-- What you need to do --
Looking through the listing below, state how many lines have the word "ApplicationSubmission" in them. Only the number should be given.

-- The data --
use std::fmt;
use std::str::FromStr;

use chrono::{DateTime, Utc};
use serde::{Deserialize, Serialize};

/// Identifier wrapper for submitted applications.
#[derive(Debug, Clone, PartialEq, Eq, Hash, Serialize, Deserialize)]
#[serde(transparent)]
pub struct ApplicationId(pub String);

impl ApplicationId {
    pub(crate) fn generate() -> Self {
        Self(uuid::Uuid::new_v4().simple().to_string())
    }

    pub fn as_str(&self) -> &str {
        &self.0
    }
}

impl fmt::Display for ApplicationId {
    fn fmt(&self, f: &mut fmt::Formatter<'_>) -> fmt::Result {
        f.write_str(&self.0)
    }
}

impl From<&str> for ApplicationId {
    fn from(value: &str) -> Self {
        Self(value.to_string())
    }
}

/// Raised when a raw category value does not name a known variant.
#[derive(Debug, Clone, PartialEq, Eq, thiserror::Error)]
pub enum CategoryParseError {
    #[error("value is required")]
    Empty,
    #[error("unknown value '{0}'")]
    Unknown(String),
}

/// What the borrower intends to use the loan for.
#[derive(Debug, Clone, Copy, PartialEq, Eq, Hash, PartialOrd, Ord, Serialize, Deserialize)]
#[serde(rename_all = "lowercase")]
pub enum LoanPurpose {
    Home,
    Car,
    Education,
    Business,
    Personal,
    Other,
}

impl LoanPurpose {
    pub const fn ordered() -> [Self; 6] {
        [
            Self::Home,
            Self::Car,
            Self::Education,
            Self::Business,
            Self::Personal,
            Self::Other,
        ]
    }

    pub const fn key(self) -> &'static str {
        match self {
            Self::Home => "home",
            Self::Car => "car",
            Self::Education => "education",
            Self::Business => "business",
            Self::Personal => "personal",
            Self::Other => "other",
        }
    }

    pub const fn label(self) -> &'static str {
        match self {
            Self::Home => "Home Purchase",
            Self::Car => "Vehicle Purchase",
            Self::Education => "Education",
            Self::Business => "Business",
            Self::Personal => "Personal",
            Self::Other => "Other",
        }
    }
}

impl FromStr for LoanPurpose {
    type Err = CategoryParseError;

    fn from_str(raw: &str) -> Result<Self, Self::Err> {
        let value = raw.trim().to_ascii_lowercase();
        if value.is_empty() {
            return Err(CategoryParseError::Empty);
        }
        Self::ordered()
            .into_iter()
            .find(|purpose| purpose.key() == value)
            .ok_or(CategoryParseError::Unknown(value))
    }
}

/// Applicant's employment situation as captured on the form.
#[derive(Debug, Clone, Copy, PartialEq, Eq, Hash, Serialize, Deserialize)]
#[serde(rename_all = "lowercase")]
pub enum EmploymentStatus {
    Fulltime,
    Parttime,
    Selfemployed,
    Unemployed,
    Retired,
}

impl EmploymentStatus {
    pub const fn ordered() -> [Self; 5] {
        [
            Self::Fulltime,
            Self::Parttime,
            Self::Selfemployed,
            Self::Unemployed,
            Self::Retired,
        ]
    }

    pub const fn key(self) -> &'static str {
        match self {
            Self::Fulltime => "fulltime",
            Self::Parttime => "parttime",
            Self::Selfemployed => "selfemployed",
            Self::Unemployed => "unemployed",
            Self::Retired => "retired",
        }
    }

    pub const fn label(self) -> &'static str {
        match self {
            Self::Fulltime => "Full-time",
            Self::Parttime => "Part-time",
            Self::Selfemployed => "Self-employed",
            Self::Unemployed => "Unemployed",
            Self::Retired => "Retired",
        }
    }
}

impl FromStr for EmploymentStatus {
    type Err = CategoryParseError;

    fn from_str(raw: &str) -> Result<Self, Self::Err> {
        let value: String = raw
            .trim()
            .chars()
            .filter(|c| !matches!(c, '-' | '_' | ' '))
            .collect::<String>()
            .to_ascii_lowercase();
        if value.is_empty() {
            return Err(CategoryParseError::Empty);
        }
        Self::ordered()
            .into_iter()
            .find(|status| status.key() == value)
            .ok_or(CategoryParseError::Unknown(value))
    }
}

/// Lifecycle state of an application.
#[derive(Debug, Clone, Copy, PartialEq, Eq, Hash, Serialize, Deserialize)]
#[serde(rename_all = "lowercase")]
pub enum ApplicationStatus {
    Pending,
    Approved,
    Rejected,
}

impl ApplicationStatus {
    pub const fn label(self) -> &'static str {
        match self {
            ApplicationStatus::Pending => "pending",
            ApplicationStatus::Approved => "approved",
            ApplicationStatus::Rejected => "rejected",
        }
    }

    pub const fn is_terminal(self) -> bool {
        !matches!(self, ApplicationStatus::Pending)
    }
}

/// Review outcome accepted by a status update; `pending` is never a target.
#[derive(Debug, Clone, Copy, PartialEq, Eq, Serialize, Deserialize)]
#[serde(rename_all = "lowercase")]
pub enum StatusDecision {
    Approved,
    Rejected,
}

impl StatusDecision {
    pub const fn status(self) -> ApplicationStatus {
        match self {
            StatusDecision::Approved => ApplicationStatus::Approved,
            StatusDecision::Rejected => ApplicationStatus::Rejected,
        }
    }
}

impl FromStr for StatusDecision {
    type Err = CategoryParseError;

    fn from_str(raw: &str) -> Result<Self, Self::Err> {
        match raw.trim().to_ascii_lowercase().as_str() {
            "" => Err(CategoryParseError::Empty),
            "approved" | "approve" => Ok(StatusDecision::Approved),
            "rejected" | "reject" => Ok(StatusDecision::Rejected),
            other => Err(CategoryParseError::Unknown(other.to_string())),
        }
    }
}

/// Applicant-provided data; the store assigns id, status, and timestamp.
#[derive(Debug, Clone, PartialEq, Serialize, Deserialize)]
#[serde(rename_all = "camelCase")]
pub struct ApplicationSubmission {
    pub full_name: String,
    pub email: String,
    pub phone: String,
    pub loan_amount: f64,
    pub purpose: LoanPurpose,
    pub employment_status: EmploymentStatus,
    pub annual_income: f64,
}

/// One submitted loan request, as persisted and served.
#[derive(Debug, Clone, PartialEq, Serialize, Deserialize)]
#[serde(rename_all = "camelCase")]
pub struct LoanApplication {
    pub id: ApplicationId,
    pub full_name: String,
    pub email: String,
    pub phone: String,
    pub loan_amount: f64,
    pub purpose: LoanPurpose,
    pub employment_status: EmploymentStatus,
    pub annual_income: f64,
    pub status: ApplicationStatus,
    pub created_at: DateTime<Utc>,
}

impl LoanApplication {
    pub(crate) fn from_submission(
        id: ApplicationId,
        submission: ApplicationSubmission,
        created_at: DateTime<Utc>,
    ) -> Self {
        let ApplicationSubmission {
            full_name,
            email,
            phone,
            loan_amount,
            purpose,
            employment_status,
            annual_income,
        } = submission;

        Self {
            id,
            full_name,
            email,
            phone,
            loan_amount,
            purpose,
            employment_status,
            annual_income,
            status: ApplicationStatus::Pending,
            created_at,
        }
    }
}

-- Exercise answer --
3